A plan by Burma’s ruling military for large-scale growing of a promising but little-tested biofuel crop has turned into an agricultural debacle, activists linked with the exile-based opposition alleged in a report on Thursday.

The 48-page report, "Biofuel by Decree: Unmasking Burma's Bio-energy Fiasco," was produced by the Ethnic Community Development Forum, a self-described alliance of seven community development organizations from Burma.

Though not directly political, the groups are all associated with the exile-based opposition to Burma’s military government.

The fiercely critical report, which says the biofuel policy hurts an already ailing agriculture industry, comes as biofuels draw intense scrutiny over whether their benefits in replacing petroleum fuels offset the resources they take from food production.

The forum said the report is based on government documents and press accounts, as well as 131 interviews carried out in all seven states of Burma between November 2006 and April 2006.
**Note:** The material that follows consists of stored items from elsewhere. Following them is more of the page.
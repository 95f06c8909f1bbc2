//! Output formatting module for Trellis
//!
//! Renders timelines and ticket trees as plain text for the terminal.

use trellis_core::{
    BarGeometry, DateAxis, DueDateStats, ExpansionState, Granularity, TicketNode,
    TimelineLayout, VisibleRow,
};

/// Maximum width of the label column in the Gantt chart
const LABEL_WIDTH: usize = 36;

/// Bar and tree drawing characters.
mod glyphs {
    /// Planned interval.
    pub const PLANNED: char = '\u{2591}'; // ░
    /// Completed share of the planned interval.
    pub const ACTUAL: char = '\u{2588}'; // █
    /// Expanded node with children.
    pub const EXPANDED: &str = "\u{25BE} "; // ▾
    /// Collapsed node with children.
    pub const COLLAPSED: &str = "\u{25B8} "; // ▸
    /// Leaf node.
    pub const LEAF: &str = "  ";

    /// Branch connector for intermediate items.
    pub const BRANCH: &str = "\u{251C}\u{2500}\u{2500} "; // ├──
    /// Last item connector.
    pub const LAST_BRANCH: &str = "\u{2514}\u{2500}\u{2500} "; // └──
    /// Vertical line for continuing structure.
    pub const VERTICAL: &str = "\u{2502}   "; // │
    /// Empty space for alignment.
    pub const SPACE: &str = "    ";
}

/// Truncate a string to `max_width` characters, adding an ellipsis if needed.
pub fn truncate(s: &str, max_width: usize) -> String {
    if s.chars().count() <= max_width {
        s.to_string()
    } else if max_width <= 3 {
        s.chars().take(max_width).collect()
    } else {
        let head: String = s.chars().take(max_width - 3).collect();
        format!("{}...", head)
    }
}

/// Character columns `[start, end)` covered by a bar in a `width`-wide area.
///
/// A bar with positive width always covers at least one column.
fn bar_columns(bar: &BarGeometry, width: usize) -> (usize, usize) {
    if width == 0 {
        return (0, 0);
    }
    let to_col = |percent: f64| (percent * width as f64 / 100.0).round() as usize;
    let start = to_col(bar.left).min(width - 1);
    if bar.width <= 0.0 {
        return (start, start);
    }
    let end = to_col(bar.right()).min(width).max(start + 1);
    (start, end)
}

/// Draw the planned and actual bars of one row.
fn render_bar(row: &VisibleRow<'_>, width: usize) -> String {
    let mut cells = vec![' '; width];

    if let Some(planned) = &row.bars.planned {
        let (start, end) = bar_columns(planned, width);
        cells[start..end].fill(glyphs::PLANNED);
    }
    if let Some(actual) = &row.bars.actual {
        let (start, end) = bar_columns(actual, width);
        cells[start..end].fill(glyphs::ACTUAL);
    }

    cells.into_iter().collect()
}

/// Unit labels positioned over the bar area; labels that would overlap are skipped.
fn render_scale(axis: &DateAxis, width: usize) -> String {
    let mut cells = vec![' '; width];
    let total = axis.len().max(1);
    let mut next_free = 0;

    for (i, unit) in axis.units().iter().enumerate() {
        let label = match axis.granularity() {
            Granularity::Day => unit.format("%d").to_string(),
            Granularity::Month => unit.format("%b").to_string(),
        };
        let col = i * width / total;
        let len = label.chars().count();
        if col < next_free || col + len > width {
            continue;
        }
        for (offset, ch) in label.chars().enumerate() {
            cells[col + offset] = ch;
        }
        next_free = col + len + 1;
    }

    cells.into_iter().collect()
}

/// Label column text: indentation, expansion marker, id and subject.
fn row_label(row: &VisibleRow<'_>) -> String {
    let marker = match (row.has_children, row.is_expanded) {
        (true, true) => glyphs::EXPANDED,
        (true, false) => glyphs::COLLAPSED,
        (false, _) => glyphs::LEAF,
    };
    let label = format!(
        "{}{}#{} {}",
        "  ".repeat(row.depth),
        marker,
        row.ticket.id,
        row.ticket.subject
    );
    truncate(&label, LABEL_WIDTH)
}

/// Format a timeline as a text Gantt chart.
///
/// Produces output in the format:
/// ```text
/// View: monthly (2025-04)                  01   06   11   ...
/// ------------------------------------  +------------------------------+
/// ▾ #1 Release                          |░░░░░░░░░                     |
///     #2 Docs                           |██░                           |
/// ```
pub fn format_gantt(layout: &TimelineLayout, state: &ExpansionState, width: usize) -> String {
    let rows = layout.rows(state);
    if rows.is_empty() {
        return "No tickets to display.".to_string();
    }

    let width = width.max(1);
    let mut output = String::new();

    output.push_str(&format!(
        "{:<label_w$}  {}\n",
        truncate(&format!("View: {}", layout.view.mode), LABEL_WIDTH),
        format!(" {}", render_scale(&layout.axis, width)).trim_end(),
        label_w = LABEL_WIDTH,
    ));
    output.push_str(&format!(
        "{:-<label_w$}  +{:-<bar_w$}+\n",
        "",
        "",
        label_w = LABEL_WIDTH,
        bar_w = width,
    ));

    for row in &rows {
        output.push_str(&format!(
            "{:<label_w$}  |{}|\n",
            row_label(row),
            render_bar(row, width),
            label_w = LABEL_WIDTH,
        ));
    }

    let unit = match layout.axis.granularity() {
        Granularity::Day => "days",
        Granularity::Month => "months",
    };
    output.push_str(&format!(
        "Axis: {} .. {} ({} {})",
        layout.axis.start(),
        layout.axis.end(),
        layout.axis.len(),
        unit
    ));

    output
}

/// Format a ticket forest with box-drawing connectors.
///
/// ```text
/// └── #1 Release [2025-04-01 .. 2025-04-30, 40%] (2)
///     ├── #2 Docs [2025-04-01 .. 2025-04-03, 50%]
///     └── #3 Deploy [- .. 2025-04-30, 0%]
/// ```
pub fn format_tree(roots: &[TicketNode]) -> String {
    if roots.is_empty() {
        return "No tickets found.".to_string();
    }

    let mut lines = Vec::new();
    let mut stack: Vec<(&TicketNode, Vec<bool>, bool)> = roots
        .iter()
        .enumerate()
        .rev()
        .map(|(i, root)| (root, Vec::new(), i == roots.len() - 1))
        .collect();

    while let Some((node, prefix_parts, is_last)) = stack.pop() {
        lines.push(format!(
            "{}{}",
            build_prefix(&prefix_parts, is_last),
            node_text(node)
        ));

        let child_count = node.children.len();
        for (i, child) in node.children.iter().enumerate().rev() {
            let mut child_prefix_parts = prefix_parts.clone();
            child_prefix_parts.push(!is_last);
            stack.push((child, child_prefix_parts, i == child_count - 1));
        }
    }
    lines.join("\n")
}

/// Build the prefix string for a node.
fn build_prefix(prefix_parts: &[bool], is_last: bool) -> String {
    let mut prefix = String::new();

    for &has_vertical in prefix_parts {
        if has_vertical {
            prefix.push_str(glyphs::VERTICAL);
        } else {
            prefix.push_str(glyphs::SPACE);
        }
    }

    if is_last {
        prefix.push_str(glyphs::LAST_BRANCH);
    } else {
        prefix.push_str(glyphs::BRANCH);
    }

    prefix
}

fn node_text(node: &TicketNode) -> String {
    let ticket = &node.ticket;
    let date = |d: Option<chrono::NaiveDate>| {
        d.map(|d| d.to_string()).unwrap_or_else(|| "-".to_string())
    };

    let mut text = format!(
        "#{} {} [{} .. {}, {}%]",
        ticket.id,
        ticket.subject,
        date(ticket.start_date),
        date(ticket.due_date),
        ticket.done_ratio
    );
    if node.has_children() {
        text.push_str(&format!(" ({})", node.children.len()));
    }
    text
}

/// One-line summary for a due-date scan with nothing to send.
pub fn format_due_stats(stats: &DueDateStats) -> String {
    format!(
        "No due-date notifications ({} tickets scanned: {} tomorrow, {} today, {} overdue)",
        stats.total_tickets, stats.tomorrow, stats.today, stats.overdue
    )
}
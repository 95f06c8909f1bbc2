//! Tree command for displaying the ticket hierarchy
//!
//! Implements the `trl tree` command.

use clap::Args;
use trellis_core::build_hierarchy;

use crate::commands::Context;
use crate::error::CliResult;
use crate::output::format_tree;

/// Show the parent/child ticket hierarchy
#[derive(Debug, Args)]
pub struct TreeCommand {
    /// Print the hierarchy as JSON
    #[arg(long)]
    pub json: bool,
}

impl TreeCommand {
    /// Execute the tree command.
    ///
    /// # Errors
    ///
    /// Returns `CliError::Encode` if JSON encoding fails.
    pub fn execute(&self, ctx: &Context) -> CliResult<String> {
        let roots = build_hierarchy(&ctx.loaded.tickets);

        if self.json {
            return Ok(serde_json::to_string_pretty(&roots)?);
        }
        Ok(format_tree(&roots))
    }
}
"A draconian campaign by Burma's military to grow 8 million acres of the Jatropha curcas tree for biofuel production is resulting in forced labor and land confiscation throughout the country, while evidence of crop failure and mismanagement expose the program as a fiasco," alleges the report.

It recounts how the leader of the Burmese junta, Snr-Gen Than Shwe, in December 2005 publicly ordered the campaign to plant the jatropha crop—better known as physic nut.

The five-year plan was to plant the crop across 202,000 hectares of each state and division in the country, a total of 3,237,000 hectares—an area roughly the size of Belgium.

The report charges that "farmers, civil servants, teachers, schoolchildren, nurses and prisoners have been forced to purchase seeds, fulfill planting quotas and establish biofuel plantations in service to the 'national cause."'

"They must plant the trees along roadsides, in housing, school and hospital compounds, in cemeteries and religious grounds, and on lands formerly producing rice," it says.

It alleges that people "have been fined, beaten, and arrested for not participating," and that food security is being threatened because physic nut is being planted on land usually used for stable crops.

The crop has promise as a biofuel, with greater yields of oil per hectare than other biofuels and one-fifth the carbon emissions. But poor management has doomed efforts to use it in Burma, where the yield so far appears to have been too low to be of much use, the report says.

Some 800 refugees who fled to Thailand from Burma’s Shan State have even cited the program as the reason for fleeing their country, the report says.

"It will not be successful," said one farmer quoted in the report. "You see, the soldiers carry guns. They don't know anything about agriculture."

The UN's Food and Agriculture Organization has suggested biofuel crops may be causing shortages of food staples and rises in food prices.

An e-mailed request for comment sent to the Burmese government spokesperson was not answered before release of the report.

However, in January 2006, according to the report, Agriculture Minister Col Aung Thaung said the production of physic nut for biodiesel was the only way Burma could cope with a chronic oil shortage.

Burma in the past few years has become a major producer of natural gas, but lacks the infrastructure to make efficient use of it and instead exports it for desperately needed foreign reserves.